WORK REQUIRED: Make an exact copy of the entries below.

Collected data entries
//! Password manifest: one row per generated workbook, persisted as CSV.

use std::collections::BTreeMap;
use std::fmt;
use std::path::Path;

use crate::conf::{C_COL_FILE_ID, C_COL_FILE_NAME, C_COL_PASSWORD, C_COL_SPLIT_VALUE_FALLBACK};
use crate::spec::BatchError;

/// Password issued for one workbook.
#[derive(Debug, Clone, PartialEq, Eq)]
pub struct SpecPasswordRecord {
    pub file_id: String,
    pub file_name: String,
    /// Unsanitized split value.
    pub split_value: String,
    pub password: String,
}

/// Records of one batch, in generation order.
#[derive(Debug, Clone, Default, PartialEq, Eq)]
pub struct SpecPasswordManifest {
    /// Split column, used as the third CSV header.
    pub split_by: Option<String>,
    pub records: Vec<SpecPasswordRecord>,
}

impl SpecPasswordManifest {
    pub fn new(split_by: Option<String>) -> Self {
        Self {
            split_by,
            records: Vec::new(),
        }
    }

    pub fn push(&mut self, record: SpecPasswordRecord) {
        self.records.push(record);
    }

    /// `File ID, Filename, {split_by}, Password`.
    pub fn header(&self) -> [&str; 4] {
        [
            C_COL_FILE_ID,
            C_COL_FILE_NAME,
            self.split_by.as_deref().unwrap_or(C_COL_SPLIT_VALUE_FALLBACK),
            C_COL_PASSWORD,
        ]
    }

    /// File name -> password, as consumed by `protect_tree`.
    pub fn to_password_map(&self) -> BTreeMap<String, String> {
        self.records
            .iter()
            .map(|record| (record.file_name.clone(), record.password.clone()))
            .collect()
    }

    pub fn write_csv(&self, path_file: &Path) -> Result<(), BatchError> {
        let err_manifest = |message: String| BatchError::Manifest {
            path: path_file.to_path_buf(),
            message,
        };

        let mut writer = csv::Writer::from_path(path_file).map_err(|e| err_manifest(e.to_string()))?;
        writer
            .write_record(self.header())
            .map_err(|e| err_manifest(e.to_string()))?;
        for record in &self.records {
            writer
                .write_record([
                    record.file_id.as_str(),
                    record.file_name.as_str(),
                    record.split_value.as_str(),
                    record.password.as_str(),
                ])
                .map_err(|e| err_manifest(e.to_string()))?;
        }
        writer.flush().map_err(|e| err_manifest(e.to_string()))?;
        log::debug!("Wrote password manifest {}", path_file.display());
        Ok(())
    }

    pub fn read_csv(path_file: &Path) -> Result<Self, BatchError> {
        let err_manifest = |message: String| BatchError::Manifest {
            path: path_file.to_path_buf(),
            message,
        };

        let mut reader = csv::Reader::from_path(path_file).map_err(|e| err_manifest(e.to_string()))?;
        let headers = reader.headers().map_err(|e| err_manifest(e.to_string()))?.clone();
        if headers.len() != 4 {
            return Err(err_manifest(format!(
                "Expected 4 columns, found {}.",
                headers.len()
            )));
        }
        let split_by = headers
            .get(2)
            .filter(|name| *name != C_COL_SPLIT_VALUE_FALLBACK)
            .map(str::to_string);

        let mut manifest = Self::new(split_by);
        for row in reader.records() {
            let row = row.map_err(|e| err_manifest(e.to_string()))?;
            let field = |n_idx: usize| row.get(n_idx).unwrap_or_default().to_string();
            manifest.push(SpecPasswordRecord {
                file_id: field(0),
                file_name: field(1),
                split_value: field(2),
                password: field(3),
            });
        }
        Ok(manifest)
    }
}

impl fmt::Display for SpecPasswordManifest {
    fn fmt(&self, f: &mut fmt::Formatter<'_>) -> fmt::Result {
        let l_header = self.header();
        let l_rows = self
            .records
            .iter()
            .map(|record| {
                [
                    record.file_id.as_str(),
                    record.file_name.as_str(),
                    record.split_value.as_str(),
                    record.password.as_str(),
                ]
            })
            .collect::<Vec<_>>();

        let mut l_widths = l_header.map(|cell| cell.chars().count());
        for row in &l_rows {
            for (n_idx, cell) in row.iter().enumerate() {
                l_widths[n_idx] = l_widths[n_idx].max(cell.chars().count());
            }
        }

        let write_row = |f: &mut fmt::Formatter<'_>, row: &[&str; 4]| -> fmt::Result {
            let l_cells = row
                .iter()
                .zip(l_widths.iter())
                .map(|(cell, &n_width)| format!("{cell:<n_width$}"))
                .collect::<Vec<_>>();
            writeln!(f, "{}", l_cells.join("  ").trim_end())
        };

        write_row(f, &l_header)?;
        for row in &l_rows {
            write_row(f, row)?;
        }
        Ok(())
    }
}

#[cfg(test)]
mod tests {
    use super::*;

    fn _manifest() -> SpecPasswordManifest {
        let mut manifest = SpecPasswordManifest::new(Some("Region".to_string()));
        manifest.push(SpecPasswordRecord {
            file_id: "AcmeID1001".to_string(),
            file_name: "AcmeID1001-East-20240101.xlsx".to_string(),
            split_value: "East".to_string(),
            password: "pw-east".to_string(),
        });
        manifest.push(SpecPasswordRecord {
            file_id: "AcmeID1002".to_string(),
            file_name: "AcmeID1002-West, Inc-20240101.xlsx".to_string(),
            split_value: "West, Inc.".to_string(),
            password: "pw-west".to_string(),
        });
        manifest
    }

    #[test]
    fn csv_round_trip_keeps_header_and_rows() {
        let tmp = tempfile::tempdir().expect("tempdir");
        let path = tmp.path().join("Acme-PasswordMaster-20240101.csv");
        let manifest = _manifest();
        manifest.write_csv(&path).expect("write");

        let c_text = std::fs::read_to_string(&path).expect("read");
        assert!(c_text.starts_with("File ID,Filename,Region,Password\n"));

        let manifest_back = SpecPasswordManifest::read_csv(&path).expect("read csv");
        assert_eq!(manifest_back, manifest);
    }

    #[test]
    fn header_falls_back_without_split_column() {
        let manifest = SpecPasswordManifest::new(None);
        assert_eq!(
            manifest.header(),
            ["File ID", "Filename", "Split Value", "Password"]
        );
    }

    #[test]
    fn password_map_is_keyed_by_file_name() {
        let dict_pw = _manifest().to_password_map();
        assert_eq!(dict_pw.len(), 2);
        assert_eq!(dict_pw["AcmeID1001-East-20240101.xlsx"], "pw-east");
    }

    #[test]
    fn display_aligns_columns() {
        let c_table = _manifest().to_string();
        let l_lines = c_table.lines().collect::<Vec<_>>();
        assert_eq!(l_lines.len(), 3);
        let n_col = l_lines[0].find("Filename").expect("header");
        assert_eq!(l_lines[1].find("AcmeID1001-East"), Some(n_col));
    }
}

RESULT FOR THIS EXERCISE:
//! Password manifest: one row per generated workbook, persisted as CSV.

use std::collections::BTreeMap;
use std::fmt;
use std::path::Path;

use crate::conf::{C_COL_FILE_ID, C_COL_FILE_NAME, C_COL_PASSWORD, C_COL_SPLIT_VALUE_FALLBACK};
use crate::spec::BatchError;

/// Password issued for one workbook.
#[derive(Debug, Clone, PartialEq, Eq)]
pub struct SpecPasswordRecord {
    pub file_id: String,
    pub file_name: String,
    /// Unsanitized split value.
    pub split_value: String,
    pub password: String,
}

/// Records of one batch, in generation order.
#[derive(Debug, Clone, Default, PartialEq, Eq)]
pub struct SpecPasswordManifest {
    /// Split column, used as the third CSV header.
    pub split_by: Option<String>,
    pub records: Vec<SpecPasswordRecord>,
}

impl SpecPasswordManifest {
    pub fn new(split_by: Option<String>) -> Self {
        Self {
            split_by,
            records: Vec::new(),
        }
    }

    pub fn push(&mut self, record: SpecPasswordRecord) {
        self.records.push(record);
    }

    /// `File ID, Filename, {split_by}, Password`.
    pub fn header(&self) -> [&str; 4] {
        [
            C_COL_FILE_ID,
            C_COL_FILE_NAME,
            self.split_by.as_deref().unwrap_or(C_COL_SPLIT_VALUE_FALLBACK),
            C_COL_PASSWORD,
        ]
    }

    /// File name -> password, as consumed by `protect_tree`.
    pub fn to_password_map(&self) -> BTreeMap<String, String> {
        self.records
            .iter()
            .map(|record| (record.file_name.clone(), record.password.clone()))
            .collect()
    }

    pub fn write_csv(&self, path_file: &Path) -> Result<(), BatchError> {
        let err_manifest = |message: String| BatchError::Manifest {
            path: path_file.to_path_buf(),
            message,
        };

        let mut writer = csv::Writer::from_path(path_file).map_err(|e| err_manifest(e.to_string()))?;
        writer
            .write_record(self.header())
            .map_err(|e| err_manifest(e.to_string()))?;
        for record in &self.records {
            writer
                .write_record([
                    record.file_id.as_str(),
                    record.file_name.as_str(),
                    record.split_value.as_str(),
                    record.password.as_str(),
                ])
                .map_err(|e| err_manifest(e.to_string()))?;
        }
        writer.flush().map_err(|e| err_manifest(e.to_string()))?;
        log::debug!("Wrote password manifest {}", path_file.display());
        Ok(())
    }

    pub fn read_csv(path_file: &Path) -> Result<Self, BatchError> {
        let err_manifest = |message: String| BatchError::Manifest {
            path: path_file.to_path_buf(),
            message,
        };

        let mut reader = csv::Reader::from_path(path_file).map_err(|e| err_manifest(e.to_string()))?;
        let headers = reader.headers().map_err(|e| err_manifest(e.to_string()))?.clone();
        if headers.len() != 4 {
            return Err(err_manifest(format!(
                "Expected 4 columns, found {}.",
                headers.len()
            )));
        }
        let split_by = headers
            .get(2)
            .filter(|name| *name != C_COL_SPLIT_VALUE_FALLBACK)
            .map(str::to_string);

        let mut manifest = Self::new(split_by);
        for row in reader.records() {
            let row = row.map_err(|e| err_manifest(e.to_string()))?;
            let field = |n_idx: usize| row.get(n_idx).unwrap_or_default().to_string();
            manifest.push(SpecPasswordRecord {
                file_id: field(0),
                file_name: field(1),
                split_value: field(2),
                password: field(3),
            });
        }
        Ok(manifest)
    }
}

impl fmt::Display for SpecPasswordManifest {
    fn fmt(&self, f: &mut fmt::Formatter<'_>) -> fmt::Result {
        let l_header = self.header();
        let l_rows = self
            .records
            .iter()
            .map(|record| {
                [
                    record.file_id.as_str(),
                    record.file_name.as_str(),
                    record.split_value.as_str(),
                    record.password.as_str(),
                ]
            })
            .collect::<Vec<_>>();

        let mut l_widths = l_header.map(|cell| cell.chars().count());
        for row in &l_rows {
            for (n_idx, cell) in row.iter().enumerate() {
                l_widths[n_idx] = l_widths[n_idx].max(cell.chars().count());
            }
        }

        let write_row = |f: &mut fmt::Formatter<'_>, row: &[&str; 4]| -> fmt::Result {
            let l_cells = row
                .iter()
                .zip(l_widths.iter())
                .map(|(cell, &n_width)| format!("{cell:<n_width$}"))
                .collect::<Vec<_>>();
            writeln!(f, "{}", l_cells.join("  ").trim_end())
        };

        write_row(f, &l_header)?;
        for row in &l_rows {
            write_row(f, row)?;
        }
        Ok(())
    }
}

#[cfg(test)]
mod tests {
    use super::*;

    fn _manifest() -> SpecPasswordManifest {
        let mut manifest = SpecPasswordManifest::new(Some("Region".to_string()));
        manifest.push(SpecPasswordRecord {
            file_id: "AcmeID1001".to_string(),
            file_name: "AcmeID1001-East-20240101.xlsx".to_string(),
            split_value: "East".to_string(),
            password: "pw-east".to_string(),
        });
        manifest.push(SpecPasswordRecord {
            file_id: "AcmeID1002".to_string(),
            file_name: "AcmeID1002-West, Inc-20240101.xlsx".to_string(),
            split_value: "West, Inc.".to_string(),
            password: "pw-west".to_string(),
        });
        manifest
    }

    #[test]
    fn csv_round_trip_keeps_header_and_rows() {
        let tmp = tempfile::tempdir().expect("tempdir");
        let path = tmp.path().join("Acme-PasswordMaster-20240101.csv");
        let manifest = _manifest();
        manifest.write_csv(&path).expect("write");

        let c_text = std::fs::read_to_string(&path).expect("read");
        assert!(c_text.starts_with("File ID,Filename,Region,Password\n"));

        let manifest_back = SpecPasswordManifest::read_csv(&path).expect("read csv");
        assert_eq!(manifest_back, manifest);
    }

    #[test]
    fn header_falls_back_without_split_column() {
        let manifest = SpecPasswordManifest::new(None);
        assert_eq!(
            manifest.header(),
            ["File ID", "Filename", "Split Value", "Password"]
        );
    }

    #[test]
    fn password_map_is_keyed_by_file_name() {
        let dict_pw = _manifest().to_password_map();
        assert_eq!(dict_pw.len(), 2);
        assert_eq!(dict_pw["AcmeID1001-East-20240101.xlsx"], "pw-east");
    }

    #[test]
    fn display_aligns_columns() {
        let c_table = _manifest().to_string();
        let l_lines = c_table.lines().collect::<Vec<_>>();
        assert_eq!(l_lines.len(), 3);
        let n_col = l_lines[0].find("Filename").expect("header");
        assert_eq!(l_lines[1].find("AcmeID1001-East"), Some(n_col));
    }
}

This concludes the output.